Die Arbeitgeberin sieht ihr Handeln vom besonderen Bild der christlichen Dienstgemeinschaft geprägt. Sie ist der Meinung, dass der Arbeitnehmer mit dem Kirchenaustritt schwerwiegend gegen seine vertraglichen Loyalitätspflichten verstoße. Der Arbeitnehmer argumentiert, dass er mit den Kindern nur durch die Ausgabe von Getränken in Kontakt gekommen sei. Mit dem pädagogischen Personal in der Kita habe er sich nur alle
zwei Wochen in einer Teamsitzung getroffen. In der Sitzung hätten sie allerdings nur organisatorische Angelegenheiten besprochen.
Der Arbeitnehmer hat mit seiner Kündigungsschutzklage sowohl vor dem Arbeitsgericht als auch vor dem Landesarbeitsgericht Erfolg. Die Loyalitätserwartung der Arbeitgeberin, dass der Arbeitnehmer nicht aus der evangelischen Kirche austrete, stelle keine wesentliche und berechtigte Anforderung an die persönliche Eignung für die Arbeit des Arbeitnehmers als Koch dar. Deshalb sei die Kündigung unwirksam.
Immer wieder kommt es zu Kündigungen von Mitarbeitern kirchlicher Einrichtungen. Der Vorwurf: Fehlende Loyalität zur Kirche. Aber ist Religion nicht Privatsache; und Religionsfreiheit ein Grundrecht (Artikel 4 des Grundgesetzes)? In Arbeitsverhältnissen gilt außerdem das Allgemeine Gleichbehandlungsgesetz (AGG). Warum wird dann überhaupt über eine fristlose Kündigung gestritten?
Die Kirche hat eine im Grundgesetz verankerte Sonderrolle als Arbeitgeber. Historischer Hintergrund dieser Sonderrechte ist die Trennung von Kirche und Staat. Das hat drastische Auswirkungen. Statt Betriebsverfassungsgesetz und Betriebsrat gibt es in kirchlichen Einrichtungen „Mitarbeitervertretungen“ mit eingeschränkten Rechten. Auch z.B. § 9 Abs. 2 AGG sieht extra für Kirchen eine Ausnahme vor.
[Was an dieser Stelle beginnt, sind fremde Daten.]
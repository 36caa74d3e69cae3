//! Decides, one line at a time, whether the server has finished answering a command.

use nom::{
    branch::alt,
    bytes::complete::tag,
    character::complete::space1,
    combinator::{eof, value},
    sequence::{delimited, pair},
    IResult,
};

use crate::types::{Completion, Status};

/// Untagged greeting marker the early-exit heuristic looks for.
const GREETING_MARKER: &str = "* OK";

/// Outcome of classifying one line.
#[derive(Debug, Clone, Copy, PartialEq, Eq)]
pub enum Verdict {
    /// More lines belong to the current response.
    Continue,
    /// The response is over.
    Done(Completion),
}

/// Classifies server lines for the command currently outstanding.
///
/// The authoritative completion signal is a line whose first token is the command's tag,
/// followed by `OK`, `NO` or `BAD`. A status word appearing anywhere else on a line, such as in a
/// header value, does not end the response.
///
/// Unless built with [`Classifier::strict`], the classifier also applies a greeting heuristic:
/// a line containing `* OK` ends the response while the accumulated size is below a threshold.
/// This keeps a session from hanging on servers that answer some informational commands with
/// only a greeting-style line, but it truncates any longer response that happens to start with
/// that marker.
#[derive(Debug, Clone, Copy, PartialEq, Eq)]
pub struct Classifier {
    greeting_threshold: Option<usize>,
}

impl Default for Classifier {
    fn default() -> Self {
        Classifier::new(Some(Self::DEFAULT_GREETING_THRESHOLD))
    }
}

impl Classifier {
    /// Accumulated size below which the greeting heuristic applies.
    pub const DEFAULT_GREETING_THRESHOLD: usize = 200;

    /// A classifier with the given greeting threshold, or none to disable the heuristic.
    pub fn new(greeting_threshold: Option<usize>) -> Self {
        Classifier { greeting_threshold }
    }

    /// A classifier that only accepts the tagged completion line.
    pub fn strict() -> Self {
        Classifier::new(None)
    }

    /// The greeting threshold in effect, if the heuristic is enabled.
    pub fn greeting_threshold(&self) -> Option<usize> {
        self.greeting_threshold
    }

    /// Classify `line`, the latest line received for the command tagged `command_tag`.
    ///
    /// `accumulated` is the number of bytes received for the command so far, `line` included.
    pub fn classify(&self, line: &str, command_tag: &str, accumulated: usize) -> Verdict {
        if let Some(status) = tagged_status(line.trim(), command_tag) {
            return Verdict::Done(Completion::Tagged(status));
        }

        if self.is_short_greeting(line, accumulated) {
            return Verdict::Done(Completion::Greeting);
        }

        Verdict::Continue
    }

    fn is_short_greeting(&self, line: &str, accumulated: usize) -> bool {
        match self.greeting_threshold {
            Some(threshold) => accumulated < threshold && line.contains(GREETING_MARKER),
            None => false,
        }
    }
}

fn status_word(input: &str) -> IResult<&str, Status> {
    alt((
        value(Status::Ok, tag("OK")),
        value(Status::No, tag("NO")),
        value(Status::Bad, tag("BAD")),
    ))(input)
}

/// Parses `<tag> SP (OK|NO|BAD) [SP ...]` and returns the status word.
pub(crate) fn tagged_status(line: &str, command_tag: &str) -> Option<Status> {
    let parsed: IResult<&str, Status> =
        delimited(pair(tag(command_tag), space1), status_word, alt((space1, eof)))(line);
    parsed.ok().map(|(_, status)| status)
}
//! Pulls message identifiers, header fields and body text out of accumulated server responses.
//!
//! Every function here is a pure function of its input. None of them fail: a response that
//! lacks the expected structure yields an empty result, since server payloads are free-form text
//! and partial or garbled data is normal.

use lazy_static::lazy_static;
use regex::bytes::Regex;

use crate::types::{BodyExcerpt, HeaderSet, MessageId};

const SEARCH_MARKER: &str = "* SEARCH";

lazy_static! {
    static ref LITERAL: Regex = Regex::new(r"\{(\d+)\}\r?\n").unwrap();
}

/// Collect the identifiers from every `* SEARCH` line, in order of appearance.
///
/// ```
/// let ids = imap_skim::parse::extract_message_ids("* SEARCH 3 7 12\r\na5 OK done\r\n");
/// assert_eq!(ids, ["3", "7", "12"]);
/// ```
pub fn extract_message_ids(raw: &str) -> Vec<MessageId> {
    raw.lines()
        .filter_map(|line| line.split_once(SEARCH_MARKER).map(|(_, ids)| ids))
        .flat_map(str::split_whitespace)
        .map(MessageId::from)
        .collect()
}

/// Find the value of header `field_name`.
///
/// The first line containing `field_name:` supplies the value. If the line after it is folded
/// (starts with a space or tab), that line is appended too, joined by a single space. Only one
/// level of folding is handled and encoded words are left as they are.
pub fn extract_header_field(raw: &str, field_name: &str) -> Option<String> {
    let needle = format!("{}:", field_name);
    let mut lines = raw.lines().peekable();

    while let Some(line) = lines.next() {
        let Some((_, rest)) = line.split_once(needle.as_str()) else {
            continue;
        };

        let mut value = rest.trim().to_string();
        if let Some(next) = lines.peek() {
            let folded = next.trim();
            if next.starts_with(|c| c == ' ' || c == '\t') && !folded.is_empty() {
                if !value.is_empty() {
                    value.push(' ');
                }
                value.push_str(folded);
            }
        }
        return Some(value);
    }

    None
}

/// Extract each of `fields` that is present in `raw`.
pub fn extract_headers<S: AsRef<str>>(raw: &str, fields: &[S]) -> HeaderSet {
    let mut headers = HeaderSet::new();
    for field in fields {
        let field = field.as_ref();
        if let Some(value) = extract_header_field(raw, field) {
            headers.insert(field, value);
        }
    }
    headers
}

/// Extract body text from the response to the `FETCH` tagged `tag`.
///
/// The text starts on the line after the first `{`, and ends before the line holding the last
/// `<tag> OK`, or at the end of `raw` if there is none. The byte count declared inside the
/// braces is not consulted: the closing `)` of the fetch is kept, and if the completion line
/// is missing, a body that itself contains `<tag> OK` is cut short there. See
/// [`extract_literal_body`] for a variant that honours the declared length.
pub fn extract_body_excerpt(raw: &str, tag: &str) -> BodyExcerpt {
    let Some(open) = raw.find('{') else {
        return BodyExcerpt::default();
    };
    let Some(newline) = raw[open..].find('\n') else {
        return BodyExcerpt::default();
    };
    let start = open + newline + 1;

    let end_marker = format!("{} OK", tag);
    let text = match raw.rfind(end_marker.as_str()) {
        Some(end) if end >= start => match raw[..end].rfind('\n') {
            Some(last) if last >= start => &raw[start..last],
            _ => &raw[start..end],
        },
        _ => &raw[start..],
    };

    BodyExcerpt::new(text.trim())
}

/// The data of the first `{n}` literal in `raw`, exactly `n` bytes long.
///
/// The count is in wire bytes, so this works on the response as received rather than on its
/// text. Returns `None` if there is no literal marker, or if fewer than `n` bytes follow it.
pub fn declared_literal(raw: &[u8]) -> Option<&[u8]> {
    let captures = LITERAL.captures(raw)?;
    let len: usize = std::str::from_utf8(&captures[1]).ok()?.parse().ok()?;
    let start = captures.get(0)?.end();
    raw.get(start..start.checked_add(len)?)
}

/// Like [`extract_body_excerpt`], but reads exactly the declared literal length when the whole
/// literal was received, falling back to the tag-based heuristic otherwise.
///
/// Invalid UTF-8 in the body becomes U+FFFD after the literal has been cut out.
pub fn extract_literal_body(raw: &[u8], tag: &str) -> BodyExcerpt {
    match declared_literal(raw) {
        Some(literal) => BodyExcerpt::new(String::from_utf8_lossy(literal).trim()),
        None => extract_body_excerpt(&String::from_utf8_lossy(raw), tag),
    }
}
Allerdings hat das Bundesarbeitsgericht (Urteil vom 20.02.2019, 2 AZR 746/14) zuletzt die Rechte von Arbeitnehmern in kirchlichen Einrichtungen gestärkt. Es komme im Einzelfall darauf an, ob die Loyalitätspflicht zur Kirche tatsächlich eine wesentliche und gerechtfertigte berufliche Anforderung darstellt.